Documentation
¶
Index ¶
Constants ¶
const ( // DefaultOutputFileDot is the .dot file location to save the sitemap graph information to. DefaultOutputFileDot = "sitemap.dot" // DefaultOutputFileSvg is the .svg file location to save the sitemap graph to. DefaultOutputFileSvg = "sitemap.svg" )
const FetchTimeout = 5 * time.Second
FetchTimeout defines the max amount of time the parser will try to fetch a given page for.
Variables ¶
var ( // ErrExternalDomain is returned when the given URL redirects to a domain outside the starting domain ErrExternalDomain = errors.New("URL is outside the starting domain, ignoring") // ErrTooManyRedirects is returned after 10 consecutive redirects from a given URL ErrTooManyRedirects = errors.New("stopped after 10 redirects") )
Functions ¶
func Graph ¶
Graph renders the given sitemap as a graph saved in an SVG file. The graph is generated using dot, a graphviz tool. The dot command is invoked using the exec command, and it is assumed that dot is already installed. The sitemap data is first saved as a .dot file, which is then passed as source to the dot command.
Types ¶
type CanonicalURL ¶
type CanonicalURL string
CanonicalURL represents the normalised page URL (a full URL with no query params or fragments).
type Crawler ¶
type Crawler struct {
// contains filtered or unexported fields
}
Crawler is used to crawl a given starting URL, up to a max depth.
func NewCrawler ¶
NewCrawler returns an instance of the Crawler with all its required properties initialised.
func (*Crawler) Crawl ¶
Crawl will start crawling the URL given to the Crawler as the starting URL. Once the maximum depth is reached or no new pages are found, a Sitemap struct will be returned with the results.
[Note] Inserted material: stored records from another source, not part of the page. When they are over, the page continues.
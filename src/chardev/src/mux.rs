// Copyright 2025 Amazon.com, Inc. or its affiliates. All Rights Reserved.
// SPDX-License-Identifier: Apache-2.0

//! The mux backend: one underlying channel shared by up to [`MAX_MUX`]
//! front-end bindings, one of which has focus at a time.

use std::cell::RefCell;
use std::fmt;
use std::io;
use std::rc::{Rc, Weak};

use crate::backend::{ChardevDriver, ChardevRef};
use crate::frontend::{self, CharFrontend, FeState};
use crate::{ChardevContext, ChardevError, ChardevEvent, MAX_MUX};

/// Bookkeeping shared between the driver and the routing closures it
/// installs on the inner binding. Slots are append-only: deinit nulls a
/// slot but `cnt` never shrinks, so tags stay stable.
pub(crate) struct MuxState {
    bindings: [Option<Weak<RefCell<FeState>>>; MAX_MUX],
    cnt: usize,
    focus: Option<usize>,
}

/// Backend driver multiplexing an inner chardev across several bindings.
///
/// The mux consumes the inner backend through a front-end binding of its
/// own; installing the outer handlers descends into that inner binding,
/// which is the recursion `set_handlers` guards against with its
/// reentry flag.
pub struct MuxDriver {
    inner: ChardevRef,
    fe: CharFrontend,
    state: Rc<RefCell<MuxState>>,
}

impl MuxDriver {
    /// Creates a mux over `inner`, taking the inner backend's single
    /// binding slot.
    pub fn new(inner: ChardevRef, ctx: &ChardevContext) -> Result<MuxDriver, ChardevError> {
        let fe = CharFrontend::new(ctx);
        fe.init(&inner)?;
        // The inner binding is plumbing, not a guest consumer: events and
        // input must reach the routing handlers, where the per-binding
        // policies of the outer bindings take over.
        fe.mark_non_guest_device();
        Ok(MuxDriver {
            inner,
            fe,
            state: Rc::new(RefCell::new(MuxState {
                bindings: Default::default(),
                cnt: 0,
                focus: None,
            })),
        })
    }

    /// The multiplexed inner backend. The guest-input policy of the mux is
    /// the inner backend's.
    pub fn inner(&self) -> &ChardevRef {
        &self.inner
    }

    /// Number of binding slots handed out so far (freed slots included).
    pub fn count(&self) -> usize {
        self.state.borrow().cnt
    }

    /// The focused slot, if focus was ever taken.
    pub fn focus(&self) -> Option<usize> {
        self.state.borrow().focus
    }

    /// Appends a binding, returning its tag; `None` when every slot has
    /// been handed out.
    pub(crate) fn attach(&mut self, binding: Weak<RefCell<FeState>>) -> Option<usize> {
        let mut state = self.state.borrow_mut();
        if state.cnt >= MAX_MUX {
            return None;
        }
        let tag = state.cnt;
        state.bindings[tag] = Some(binding);
        state.cnt += 1;
        Some(tag)
    }

    /// Nulls a slot on deinit. The slot is never reissued.
    pub(crate) fn clear_slot(&mut self, tag: usize) {
        let mut state = self.state.borrow_mut();
        if let Some(slot) = state.bindings.get_mut(tag) {
            *slot = None;
        }
        if state.focus == Some(tag) {
            state.focus = None;
        }
    }

    /// Live bindings, in slot order.
    pub(crate) fn bindings(&self) -> Vec<Weak<RefCell<FeState>>> {
        self.state.borrow().bindings.iter().flatten().cloned().collect()
    }

    /// Moves focus to `tag`, returning the MUX_OUT/MUX_IN deliveries the
    /// caller performs once no backend borrows are held.
    pub(crate) fn set_focus(&self, tag: usize) -> Vec<(Weak<RefCell<FeState>>, ChardevEvent)> {
        let mut state = self.state.borrow_mut();
        debug_assert!(tag < state.cnt, "focus on a slot never handed out");
        let mut deliveries = Vec::new();
        if let Some(old) = state.focus {
            if let Some(binding) = state.bindings.get(old).and_then(Option::as_ref) {
                deliveries.push((binding.clone(), ChardevEvent::MuxOut));
            }
        }
        state.focus = Some(tag);
        if let Some(binding) = state.bindings.get(tag).and_then(Option::as_ref) {
            deliveries.push((binding.clone(), ChardevEvent::MuxIn));
        }
        deliveries
    }

    /// Installs the routing handlers on the inner binding when an outer
    /// binding opens. Runs as a mux reentry so the descent cannot
    /// re-trigger focus stealing or deferred open delivery. A closing
    /// binding leaves the routing in place: other slots may still be live,
    /// and an unfocused binding receives nothing anyway.
    pub(crate) fn set_handlers(&self, fe_open: bool) {
        if !fe_open {
            return;
        }
        let can_read_state = self.state.clone();
        let read_state = self.state.clone();
        let event_state = self.state.clone();
        self.fe.set_handlers_full(
            Some(Box::new(move || match focused(&can_read_state) {
                Some(binding) => frontend::fe_can_read(&binding),
                None => 0,
            })),
            Some(Box::new(move |buf| {
                if let Some(binding) = focused(&read_state) {
                    frontend::fe_read(&binding, buf);
                }
            })),
            Some(Box::new(move |event| {
                // Every listener hears line events, focused or not.
                let bindings: Vec<_> =
                    event_state.borrow().bindings.iter().flatten().cloned().collect();
                for binding in bindings {
                    frontend::fe_send_event(&binding, event);
                }
            })),
            None,
            false,
            true,
        );
    }
}

fn focused(state: &Rc<RefCell<MuxState>>) -> Option<Weak<RefCell<FeState>>> {
    let state = state.borrow();
    state.focus.and_then(|tag| state.bindings[tag].clone())
}

impl ChardevDriver for MuxDriver {
    fn write(&mut self, buf: &[u8]) -> io::Result<usize> {
        self.fe.write(buf)
    }

    fn accept_input(&mut self) {
        self.fe.accept_input();
    }

    fn as_mux(&self) -> Option<&MuxDriver> {
        Some(self)
    }

    fn as_mux_mut(&mut self) -> Option<&mut MuxDriver> {
        Some(self)
    }
}

impl fmt::Debug for MuxDriver {
    fn fmt(&self, f: &mut fmt::Formatter<'_>) -> fmt::Result {
        let state = self.state.borrow();
        f.debug_struct("MuxDriver")
            .field("inner", &self.inner.label())
            .field("cnt", &state.cnt)
            .field("focus", &state.focus)
            .finish()
    }
}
Crawl accepts a cancellable context and stops crawling when the context is cancelled, returning the current results.
type Page ¶
type Page struct { Addr CanonicalURL Links Links }
Page defines the data structure representing a single web page. Addr is the full URL of the page with no query params or fragments. Links is a collection of links found on the page.
type Parser ¶
type Parser struct {
// contains filtered or unexported fields
}
Parser parses the DOM of a single web page.
type Sitemap ¶
type Sitemap map[CanonicalURL]Links
Sitemap is the data structure holding current sitemap information. It's a map of a page URL to the links found on that page.